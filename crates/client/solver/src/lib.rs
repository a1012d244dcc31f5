//! Client adapter for the remote Tower of Hanoi solver.
//!
//! The solver is an external collaborator: given a disk count it returns the
//! optimal move sequence, or a bare move count for boards too large to
//! enumerate. This crate defines the [`SolverApi`] capability trait, the
//! HTTP implementation used in production, and an in-memory mock for tests
//! and offline development.

pub mod http;
pub mod mock;
pub mod traits;
pub mod types;

pub use http::HttpSolverClient;
pub use mock::MockSolver;
pub use traits::{SolverApi, SolverError};
pub use types::{SolveResponse, WireStep};
//! Wire types for the solver HTTP API.
//!
//! Deliberately decoupled from the core model: the solver speaks camelCase
//! JSON with string peg labels, and conversion into [`Solution`] validates
//! everything the transport cannot.

use serde::Deserialize;

use hanoi_core::{Disk, Peg, Solution, Step};

use crate::traits::SolverError;

/// One move in the solver response.
#[derive(Debug, Clone, Deserialize)]
#[serde(rename_all = "camelCase")]
pub struct WireStep {
    pub step_number: u32,
    pub from: String,
    pub to: String,
    pub disk: u8,
}

/// Solver response body.
///
/// `steps` is omitted for disk counts beyond the solver's enumeration
/// threshold; `totalSteps` is always present.
#[derive(Debug, Clone, Deserialize)]
#[serde(rename_all = "camelCase")]
pub struct SolveResponse {
    #[serde(default)]
    pub steps: Option<Vec<WireStep>>,
    pub total_steps: u64,
}

impl SolveResponse {
    /// Converts the wire shape into a core [`Solution`], validating peg
    /// labels, step numbering and the advertised total.
    pub fn into_solution(self, disks: u8) -> Result<Solution, SolverError> {
        let Some(wire_steps) = self.steps.filter(|steps| !steps.is_empty()) else {
            return Ok(Solution::count_only(disks, self.total_steps));
        };

        if wire_steps.len() as u64 != self.total_steps {
            return Err(SolverError::Malformed(format!(
                "totalSteps {} disagrees with {} enumerated steps",
                self.total_steps,
                wire_steps.len()
            )));
        }

        let mut steps = Vec::with_capacity(wire_steps.len());
        for wire in wire_steps {
            if wire.disk == 0 {
                return Err(SolverError::Malformed(format!(
                    "step {} names disk 0",
                    wire.step_number
                )));
            }
            steps.push(Step {
                number: wire.step_number,
                from: parse_peg(&wire.from)?,
                to: parse_peg(&wire.to)?,
                disk: Disk(wire.disk),
            });
        }

        Solution::with_steps(disks, steps).map_err(|e| SolverError::Malformed(e.to_string()))
    }
}

fn parse_peg(label: &str) -> Result<Peg, SolverError> {
    label
        .parse()
        .map_err(|_| SolverError::Malformed(format!("unknown peg label {label:?}")))
}

#[cfg(test)]
mod tests {
    use super::*;

    #[test]
    fn decodes_a_full_response() {
        let payload = r#"{
            "steps": [
                {"stepNumber": 1, "from": "A", "to": "C", "disk": 1},
                {"stepNumber": 2, "from": "A", "to": "B", "disk": 2},
                {"stepNumber": 3, "from": "C", "to": "B", "disk": 1}
            ],
            "totalSteps": 3
        }"#;

        let response: SolveResponse = serde_json::from_str(payload).unwrap();
        let solution = response.into_solution(2).unwrap();

        assert!(solution.is_playable());
        assert_eq!(solution.total_steps(), 3);
        assert_eq!(
            solution.step(2),
            Some(&Step {
                number: 2,
                from: Peg::A,
                to: Peg::B,
                disk: Disk(2),
            })
        );
    }

    #[test]
    fn decodes_a_count_only_response() {
        let payload = r#"{"totalSteps": 1048575}"#;

        let response: SolveResponse = serde_json::from_str(payload).unwrap();
        let solution = response.into_solution(20).unwrap();

        assert!(!solution.is_playable());
        assert_eq!(solution.total_steps(), 1_048_575);
    }

    #[test]
    fn rejects_total_step_disagreement() {
        let payload = r#"{
            "steps": [{"stepNumber": 1, "from": "A", "to": "C", "disk": 1}],
            "totalSteps": 7
        }"#;

        let response: SolveResponse = serde_json::from_str(payload).unwrap();
        let error = response.into_solution(3).unwrap_err();
        assert!(matches!(error, SolverError::Malformed(_)));
    }

    #[test]
    fn rejects_unknown_peg_labels() {
        let payload = r#"{
            "steps": [{"stepNumber": 1, "from": "A", "to": "D", "disk": 1}],
            "totalSteps": 1
        }"#;

        let response: SolveResponse = serde_json::from_str(payload).unwrap();
        let error = response.into_solution(1).unwrap_err();
        assert!(matches!(error, SolverError::Malformed(_)));
    }

    #[test]
    fn rejects_non_contiguous_numbering() {
        let payload = r#"{
            "steps": [
                {"stepNumber": 2, "from": "A", "to": "C", "disk": 1},
                {"stepNumber": 1, "from": "A", "to": "B", "disk": 2}
            ],
            "totalSteps": 2
        }"#;

        let response: SolveResponse = serde_json::from_str(payload).unwrap();
        let error = response.into_solution(2).unwrap_err();
        assert!(matches!(error, SolverError::Malformed(_)));
    }
}
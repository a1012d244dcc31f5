//! High-level session orchestrator.
//!
//! The runtime spawns the background session worker, wires up the command
//! and event channels, and exposes a builder-based API for clients to drive
//! the puzzle.

use std::time::Duration;

use tokio::sync::{broadcast, mpsc};
use tokio::task::JoinHandle;

use hanoi_core::{GameConfig, GameState};

use crate::api::{GameEvent, Result, RuntimeError, SessionHandle};
use crate::worker::SessionWorker;

/// Session configuration shared across the orchestrator and worker.
#[derive(Debug, Clone)]
pub struct RuntimeConfig {
    pub game_config: GameConfig,
    /// Dwell of the horizontal travel phase (D1).
    pub travel_duration: Duration,
    /// Dwell of the drop/settle phase (D2).
    pub settle_duration: Duration,
    /// Pause between auto-solved steps, independent of the phase dwells.
    pub step_pause: Duration,
    pub event_buffer_size: usize,
    pub command_buffer_size: usize,
}

impl Default for RuntimeConfig {
    fn default() -> Self {
        Self {
            game_config: GameConfig::default(),
            travel_duration: Duration::from_millis(300),
            settle_duration: Duration::from_millis(400),
            step_pause: Duration::from_millis(100),
            event_buffer_size: 100,
            command_buffer_size: 32,
        }
    }
}

/// Main runtime that owns one interactive puzzle session.
///
/// Design: Runtime owns the worker and coordinates its lifetime.
/// [`SessionHandle`] provides a cloneable façade for clients; timers and
/// session state are per-instance, so any number of sessions coexist.
pub struct Runtime {
    handle: SessionHandle,
    worker_handle: JoinHandle<()>,
}

impl Runtime {
    /// Create a new runtime builder.
    pub fn builder() -> RuntimeBuilder {
        RuntimeBuilder::new()
    }

    /// Start a session with the given configuration.
    pub fn start(config: RuntimeConfig) -> Result<Self> {
        Self::builder().with_config(config).build()
    }

    /// Get a cloneable handle to this session.
    pub fn handle(&self) -> SessionHandle {
        self.handle.clone()
    }

    /// Subscribe to session events.
    pub fn subscribe_events(&self) -> broadcast::Receiver<GameEvent> {
        self.handle.subscribe()
    }

    /// Shutdown the session gracefully.
    ///
    /// The worker exits once every handle clone is dropped; this drops the
    /// runtime's own handle and joins the task.
    pub async fn shutdown(self) -> Result<()> {
        drop(self.handle);

        self.worker_handle.await.map_err(RuntimeError::WorkerJoin)
    }
}

/// Builder for [`Runtime`] with flexible configuration.
pub struct RuntimeBuilder {
    config: RuntimeConfig,
}

impl RuntimeBuilder {
    pub fn new() -> Self {
        Self {
            config: RuntimeConfig::default(),
        }
    }

    pub fn with_config(mut self, config: RuntimeConfig) -> Self {
        self.config = config;
        self
    }

    /// Number of disks on the starting board.
    pub fn with_disks(mut self, disks: u8) -> Self {
        self.config.game_config.disks = disks;
        self
    }

    /// Travel (D1) and settle (D2) dwell durations.
    pub fn with_phase_durations(mut self, travel: Duration, settle: Duration) -> Self {
        self.config.travel_duration = travel;
        self.config.settle_duration = settle;
        self
    }

    /// Pause between auto-solved steps.
    pub fn with_step_pause(mut self, pause: Duration) -> Self {
        self.config.step_pause = pause;
        self
    }

    /// Spawn the session worker and return the runtime.
    pub fn build(self) -> Result<Runtime> {
        let state = GameState::initial(self.config.game_config.disks)?;

        let (command_tx, command_rx) = mpsc::channel(self.config.command_buffer_size);
        let (event_tx, _) = broadcast::channel(self.config.event_buffer_size);

        let worker = SessionWorker::new(self.config, state, command_rx, event_tx.clone());
        let worker_handle = tokio::spawn(worker.run());

        Ok(Runtime {
            handle: SessionHandle::new(command_tx, event_tx),
            worker_handle,
        })
    }
}

impl Default for RuntimeBuilder {
    fn default() -> Self {
        Self::new()
    }
}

━━━━━━

Problem statement: Extract exactly the leading lines of the data, stopping at and including the line with "the advertised total.".

Solution below:
filename crates/client/solver/src/lib.rs
repository a1012d244dcc31f5
//! Client adapter for the remote Tower of Hanoi solver.
//!
//! The solver is an external collaborator: given a disk count it returns the
//! optimal move sequence, or a bare move count for boards too large to
//! enumerate. This crate defines the [`SolverApi`] capability trait, the
//! HTTP implementation used in production, and an in-memory mock for tests
//! and offline development.

pub mod http;
pub mod mock;
pub mod traits;
pub mod types;

pub use http::HttpSolverClient;
pub use mock::MockSolver;
pub use traits::{SolverApi, SolverError};
pub use types::{SolveResponse, WireStep};
//! Wire types for the solver HTTP API.
//!
//! Deliberately decoupled from the core model: the solver speaks camelCase
//! JSON with string peg labels, and conversion into [`Solution`] validates
//! everything the transport cannot.

use serde::Deserialize;

use hanoi_core::{Disk, Peg, Solution, Step};

use crate::traits::SolverError;

/// One move in the solver response.
#[derive(Debug, Clone, Deserialize)]
#[serde(rename_all = "camelCase")]
pub struct WireStep {
    pub step_number: u32,
    pub from: String,
    pub to: String,
    pub disk: u8,
}

/// Solver response body.
///
/// `steps` is omitted for disk counts beyond the solver's enumeration
/// threshold; `totalSteps` is always present.
#[derive(Debug, Clone, Deserialize)]
#[serde(rename_all = "camelCase")]
pub struct SolveResponse {
    #[serde(default)]
    pub steps: Option<Vec<WireStep>>,
    pub total_steps: u64,
}

impl SolveResponse {
    /// Converts the wire shape into a core [`Solution`], validating peg
    /// labels, step numbering and the advertised total.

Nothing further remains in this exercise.